If the Governor General of Canada is unable to give assent, it can be done by either the Deputy of the Governor General of Canada—the Chief Justice of Canada—or another justice of the Supreme Court of Canada. It is not actually necessary for the governor general to sign a bill passed by a legislature, the signature being merely an attestation. In each case, the parliament must be apprised of the granting of assent before the bill is considered to have become law. Two methods are available: the sovereign's representatives may grant assent in the presence of both houses of parliament; alternatively, each house may be notified separately, usually by the speaker of that house. However, though both houses must be notified on the same day, notice to the House of Commons while it is not in session may be given by way of publishing a special issue of the Journals of the House of Commons, whereas the Senate must be sitting and the governor general's letter read aloud by the speaker.

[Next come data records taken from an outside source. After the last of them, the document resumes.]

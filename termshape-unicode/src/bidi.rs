pub use unicode_bidi::BidiClass;
use unicode_bidi::{BidiInfo, Level, bidi_class as ub_bidi_class};

/// Resolves the BiDi class of a single code point (UAX #9, table 4).
pub fn bidi_class(ch: char) -> BidiClass {
    ub_bidi_class(ch)
}

/// A maximal run of text sharing one embedding level, with its resolved
/// direction, per spec §3 `Run` / §4.3 step 3.
#[derive(Debug, Clone, Copy, PartialEq, Eq)]
pub struct BidiRun {
    /// Byte offset of the first character in the run.
    pub start: usize,
    /// Byte length of the run.
    pub len: usize,
    /// Resolved embedding level (0-125); odd levels are RTL.
    pub level: u8,
}

impl BidiRun {
    /// Whether this run is right-to-left.
    pub const fn is_rtl(&self) -> bool {
        self.level % 2 == 1
    }
}

/// Per-character embedding levels plus the runs derived from them, for a
/// single paragraph of text.
#[derive(Debug, Clone)]
pub struct BidiAnalysis {
    /// One embedding level per UTF-8 byte offset boundary: `levels[i]`
    /// is the embedding level of the character starting at byte `i`.
    /// Only cluster-start offsets are meaningful.
    pub levels_by_byte: Vec<u8>,
    /// The runs partitioning the paragraph by embedding level.
    pub runs: Vec<BidiRun>,
}

/// Runs the bidirectional algorithm (UAX #9) over `text`, producing
/// per-character embedding levels and the runs they partition into.
///
/// `base_direction` is `None` for auto-detection from the first strong
/// character (the common terminal case), or `Some(true)` / `Some(false)`
/// to force RTL/LTR.
pub fn resolve(text: &str, base_direction: Option<bool>) -> BidiAnalysis {
    let base_level = match base_direction {
        Some(true) => Some(Level::rtl()),
        Some(false) => Some(Level::ltr()),
        None => None,
    };

    let info = BidiInfo::new(text, base_level);

    // `info.levels` is one `Level` per UTF-8 byte of `text`; pad with a
    // trailing sentinel so callers can index up to (and including) `len`.
    let mut levels_by_byte: Vec<u8> = info.levels.iter().map(|l| l.number()).collect();
    levels_by_byte.push(levels_by_byte.last().copied().unwrap_or(0));

    let runs = runs_from_levels(text, &levels_by_byte);

    BidiAnalysis { levels_by_byte, runs }
}

fn runs_from_levels(text: &str, levels_by_byte: &[u8]) -> Vec<BidiRun> {
    let mut runs = Vec::new();
    let mut char_starts: Vec<usize> = text.char_indices().map(|(i, _)| i).collect();
    char_starts.push(text.len());

    if char_starts.len() <= 1 {
        return runs;
    }

    let mut run_start = char_starts[0];
    let mut run_level = levels_by_byte[run_start];

    for window in char_starts.windows(2) {
        let (start, next) = (window[0], window[1]);
        let level = levels_by_byte[start];
        if level != run_level {
            runs.push(BidiRun { start: run_start, len: start - run_start, level: run_level });
            run_start = start;
            run_level = level;
        }
        let _ = next;
    }
    runs.push(BidiRun {
        start: run_start,
        len: text.len() - run_start,
        level: run_level,
    });

    runs
}
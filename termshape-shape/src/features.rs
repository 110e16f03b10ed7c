use bitflags::bitflags;

bitflags! {
    /// The set of GSUB/GPOS-equivalent features active for a `shape()`
    /// call, per spec §4.3: a union of default features, script-
    /// contextual features selected by run script, and whatever the
    /// caller explicitly enables.
    #[derive(Debug, Clone, Copy, PartialEq, Eq)]
    pub struct FeatureSet: u32 {
        /// Classic kerning (`kern`).
        const KERN = 1 << 0;
        /// Standard ligatures (`liga`).
        const LIGA = 1 << 1;
        /// Contextual ligatures (`clig`).
        const CLIG = 1 << 2;
        /// Arabic isolated form (`isol`).
        const ISOL = 1 << 3;
        /// Arabic initial form (`init`).
        const INIT = 1 << 4;
        /// Arabic medial form (`medi`).
        const MEDI = 1 << 5;
        /// Arabic final form (`fina`).
        const FINA = 1 << 6;
        /// Mark positioning (`mark`).
        const MARK = 1 << 7;
        /// Mark-to-mark positioning (`mkmk`).
        const MKMK = 1 << 8;
        /// Indic nukta forms (`nukt`).
        const NUKT = 1 << 9;
        /// Indic Akhand ligatures (`akhn`).
        const AKHN = 1 << 10;
        /// Indic reph form (`rphf`).
        const RPHF = 1 << 11;
        /// Indic below-base form (`blwf`).
        const BLWF = 1 << 12;
        /// Indic half form (`half`).
        const HALF = 1 << 13;
        /// Indic post-base form (`pstf`).
        const PSTF = 1 << 14;
        /// Indic vattu variant (`vatu`).
        const VATU = 1 << 15;
    }
}

impl FeatureSet {
    /// The features enabled for every run regardless of script, per
    /// spec §4.3: `kern, liga, clig`.
    pub const fn default_features() -> Self {
        Self::KERN.union(Self::LIGA).union(Self::CLIG)
    }

    /// Arabic script-contextual features.
    pub const fn arabic_features() -> Self {
        Self::ISOL.union(Self::INIT).union(Self::MEDI).union(Self::FINA).union(Self::MARK).union(Self::MKMK)
    }

    /// Indic script-contextual features.
    pub const fn indic_features() -> Self {
        Self::NUKT
            .union(Self::AKHN)
            .union(Self::RPHF)
            .union(Self::BLWF)
            .union(Self::HALF)
            .union(Self::PSTF)
            .union(Self::VATU)
    }
}

#[cfg(test)]
mod tests {
    use super::*;

    #[test]
    fn default_features_include_kerning_and_ligatures() {
        let f = FeatureSet::default_features();
        assert!(f.contains(FeatureSet::KERN));
        assert!(f.contains(FeatureSet::LIGA));
        assert!(f.contains(FeatureSet::CLIG));
        assert!(!f.contains(FeatureSet::ISOL));
    }

    #[test]
    fn caller_features_union_with_defaults() {
        let f = FeatureSet::default_features() | FeatureSet::ISOL;
        assert!(f.contains(FeatureSet::ISOL));
        assert!(f.contains(FeatureSet::KERN));
    }
}
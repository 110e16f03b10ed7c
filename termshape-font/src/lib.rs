//! A hand-rolled, bounds-checked sfnt (TrueType/OpenType) container
//! reader.
//!
//! [`FontFile`] validates the offset header and table directory once
//! at `load` time, then exposes table lookups, glyph-index resolution,
//! outline decoding, and classic kerning as cheap, side-effect-free
//! queries over the original byte buffer. No table is copied out; the
//! font's bytes are the only allocation this crate holds onto.

mod directory;
mod reader;
pub mod tables;

use termshape_data::{Error, Result};

use directory::Directory;
use tables::hhea::Metrics;
use tables::glyf::Outline;

const TAG_HEAD: [u8; 4] = *b"head";
const TAG_HHEA: [u8; 4] = *b"hhea";
const TAG_HMTX: [u8; 4] = *b"hmtx";
const TAG_CMAP: [u8; 4] = *b"cmap";
const TAG_GLYF: [u8; 4] = *b"glyf";
const TAG_LOCA: [u8; 4] = *b"loca";
const TAG_KERN: [u8; 4] = *b"kern";
const TAG_NAME: [u8; 4] = *b"name";
const TAG_POST: [u8; 4] = *b"post";
const TAG_OS2: [u8; 4] = *b"OS/2";

/// A loaded, validated sfnt font file.
///
/// Construction (`load`) is the only fallible, non-trivial operation;
/// every accessor after that either succeeds or returns a typed error
/// describing which required table was missing or malformed.
pub struct FontFile {
    data: Vec<u8>,
    directory: Directory,
}

impl FontFile {
    /// Validates the 12-byte offset header and table directory, per
    /// spec §4.1. Fails with [`Error::InvalidFontData`] if any table's
    /// offset/length runs past the end of `bytes`, or
    /// [`Error::UnsupportedFormat`] if the sfnt magic isn't recognized.
    pub fn load(bytes: Vec<u8>) -> Result<Self> {
        let directory = Directory::parse(&bytes)?;
        Ok(Self { data: bytes, directory })
    }

    /// Returns the `(offset, length)` of the table named `tag`, if the
    /// font has one.
    pub fn table(&self, tag: &[u8; 4]) -> Option<(u32, u32)> {
        self.directory.find(tag).map(|r| (r.offset, r.length))
    }

    fn require_table(&self, tag: &[u8; 4], name: &str) -> Result<&[u8]> {
        self.directory
            .slice(&self.data, tag)
            .ok_or_else(|| Error::invalid_font_data(format!("missing required table '{name}'")))
    }

    /// The font's design units per em, from `head`.
    pub fn units_per_em(&self) -> Result<u16> {
        let head = self.require_table(&TAG_HEAD, "head")?;
        tables::head::units_per_em(head)
    }

    /// Font-wide ascent/descent/line_gap/line_height (from `hhea`,
    /// required) plus underline/strikethrough metrics (from the
    /// optional `post`/`OS/2` tables, 0 if absent), per spec §3.
    pub fn metrics(&self) -> Result<Metrics> {
        let hhea = self.require_table(&TAG_HHEA, "hhea")?;
        let mut m = tables::hhea::metrics(hhea)?;

        if let Some(post) = self.directory.slice(&self.data, &TAG_POST) {
            if let Ok(u) = tables::post::underline_metrics(post) {
                m.underline_pos = u.position;
                m.underline_thickness = u.thickness;
            }
        }
        if let Some(os2) = self.directory.slice(&self.data, &TAG_OS2) {
            if let Ok(s) = tables::os2::strikeout_metrics(os2) {
                m.strikethrough_pos = s.position;
                m.strikethrough_thickness = s.size;
            }
        }

        Ok(m)
    }

    /// Maps a Unicode code point to a glyph id via `cmap`. Unknown
    /// code points return 0 (`.notdef`), never an error.
    pub fn glyph_index(&self, cp: u32) -> Result<u16> {
        let cmap = self.require_table(&TAG_CMAP, "cmap")?;
        let subtable = tables::cmap::select_subtable(cmap)?;
        subtable.glyph_index(cp)
    }

    /// The horizontal advance width and left side bearing for
    /// `glyph_id`, from `hmtx`/`hhea`.
    pub fn horizontal_metric(&self, glyph_id: u16) -> Result<tables::hmtx::HorizontalMetric> {
        let hhea = self.require_table(&TAG_HHEA, "hhea")?;
        let num_h_metrics = tables::hhea::number_of_h_metrics(hhea)?;
        let hmtx = self.require_table(&TAG_HMTX, "hmtx")?;
        tables::hmtx::metric_for(hmtx, num_h_metrics, glyph_id)
    }

    /// Decodes `glyph_id`'s outline from `glyf`/`loca`, resolving
    /// composite glyphs recursively with their 2x2 transforms applied.
    pub fn glyph_outline(&self, glyph_id: u16) -> Result<Outline> {
        let head = self.require_table(&TAG_HEAD, "head")?;
        let loca_short = tables::head::index_to_loc_format(head)? == 0;
        let loca_table = self.require_table(&TAG_LOCA, "loca")?;
        let glyf = self.require_table(&TAG_GLYF, "glyf")?;
        tables::glyf::outline(glyf, loca_table, loca_short, glyph_id)
    }

    /// Classic `kern` table lookup; returns 0 when the pair is absent
    /// or the font has no `kern` table at all.
    pub fn kerning(&self, left: u16, right: u16) -> Result<i16> {
        match self.directory.slice(&self.data, &TAG_KERN) {
            Some(kern) => tables::kern::kerning(kern, left, right),
            None => Ok(0),
        }
    }

    /// The font's family name, from `name` (nameID 1), if present.
    pub fn family_name(&self) -> Result<Option<String>> {
        match self.directory.slice(&self.data, &TAG_NAME) {
            Some(name) => tables::name::family_name(name),
            None => Ok(None),
        }
    }
}

#[cfg(test)]
mod tests {
    use super::*;

    fn build_font_with_head(units_per_em: u16) -> Vec<u8> {
        let mut head = vec![0u8; 54];
        head[18..20].copy_from_slice(&units_per_em.to_be_bytes());

        let mut out = Vec::new();
        out.extend_from_slice(&0x0001_0000u32.to_be_bytes());
        out.extend_from_slice(&1u16.to_be_bytes());
        out.extend_from_slice(&[0, 0, 0, 0, 0, 0]);

        let offset = 12 + 16;
        out.extend_from_slice(b"head");
        out.extend_from_slice(&0u32.to_be_bytes());
        out.extend_from_slice(&(offset as u32).to_be_bytes());
        out.extend_from_slice(&(head.len() as u32).to_be_bytes());
        out.extend_from_slice(&head);
        out
    }

    #[test]
    fn loads_valid_header_and_reads_units_per_em() {
        let font = FontFile::load(build_font_with_head(1000)).unwrap();
        assert_eq!(font.units_per_em().unwrap(), 1000);
    }

    #[test]
    fn rejects_bad_magic() {
        let bytes = vec![0u8; 16];
        assert!(FontFile::load(bytes).is_err());
    }

    fn build_font(tables: &[([u8; 4], Vec<u8>)]) -> Vec<u8> {
        let mut out = Vec::new();
        out.extend_from_slice(&0x0001_0000u32.to_be_bytes());
        out.extend_from_slice(&(tables.len() as u16).to_be_bytes());
        out.extend_from_slice(&[0, 0, 0, 0, 0, 0]);

        let header_len = 12 + tables.len() * 16;
        let mut offset = header_len;
        let mut directory = Vec::new();
        let mut body = Vec::new();
        for (tag, data) in tables {
            directory.extend_from_slice(tag);
            directory.extend_from_slice(&0u32.to_be_bytes());
            directory.extend_from_slice(&(offset as u32).to_be_bytes());
            directory.extend_from_slice(&(data.len() as u32).to_be_bytes());
            body.extend_from_slice(data);
            offset += data.len();
        }

        out.extend_from_slice(&directory);
        out.extend_from_slice(&body);
        out
    }

    #[test]
    fn metrics_picks_up_underline_and_strikethrough_from_optional_tables() {
        let mut hhea = vec![0u8; 36];
        hhea[4..6].copy_from_slice(&800i16.to_be_bytes());
        hhea[6..8].copy_from_slice(&(-200i16).to_be_bytes());

        let mut post = vec![0u8; 12];
        post[8..10].copy_from_slice(&(-100i16).to_be_bytes());
        post[10..12].copy_from_slice(&50i16.to_be_bytes());

        let mut os2 = vec![0u8; 30];
        os2[26..28].copy_from_slice(&300i16.to_be_bytes());
        os2[28..30].copy_from_slice(&60i16.to_be_bytes());

        let bytes = build_font(&[(*b"hhea", hhea), (*b"post", post), (*b"OS/2", os2)]);
        let font = FontFile::load(bytes).unwrap();
        let m = font.metrics().unwrap();
        assert_eq!(m.underline_pos, -100);
        assert_eq!(m.underline_thickness, 50);
        assert_eq!(m.strikethrough_pos, 300);
        assert_eq!(m.strikethrough_thickness, 60);
    }

    #[test]
    fn metrics_defaults_underline_and_strikethrough_when_tables_absent() {
        let mut hhea = vec![0u8; 36];
        hhea[4..6].copy_from_slice(&800i16.to_be_bytes());
        let bytes = build_font(&[(*b"hhea", hhea)]);
        let font = FontFile::load(bytes).unwrap();
        let m = font.metrics().unwrap();
        assert_eq!(m.underline_pos, 0);
        assert_eq!(m.strikethrough_thickness, 0);
    }

    #[test]
    fn missing_table_is_invalid_font_data() {
        let font = FontFile::load(build_font_with_head(1000)).unwrap();
        assert!(font.metrics().is_err());
    }

    #[test]
    fn kerning_without_kern_table_is_zero() {
        let font = FontFile::load(build_font_with_head(1000)).unwrap();
        assert_eq!(font.kerning(1, 2).unwrap(), 0);
    }
}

At both state and federal realms in Australia, assent is used as the means of enforcing a referendum that is required. This is done by providing that it will not be lawful to even submit the law for viceregal assent unless and until it has been approved by the required percentage of the voting populace at a referendum.
While royal assent has not been withheld in the United Kingdom since 1708, it has often been withheld in British colonies and former colonies by governors acting on royal instructions. In the United States Declaration of Independence, colonists complained that George III "has refused his Assent to Laws, the most wholesome and necessary for the public good [and] has forbidden his Governors to pass Laws of immediate and pressing importance, unless suspended in their operation till his Assent should be obtained; and when so suspended, he has utterly neglected to attend to them." Even after colonies such as Canada, Australia, New Zealand, the Union of South Africa, and Newfoundland were granted responsible government, the British government continued to sometimes advise governors-general on the granting of assent; assent was also occasionally reserved to allow the British government to examine a bill before advising the governor-general.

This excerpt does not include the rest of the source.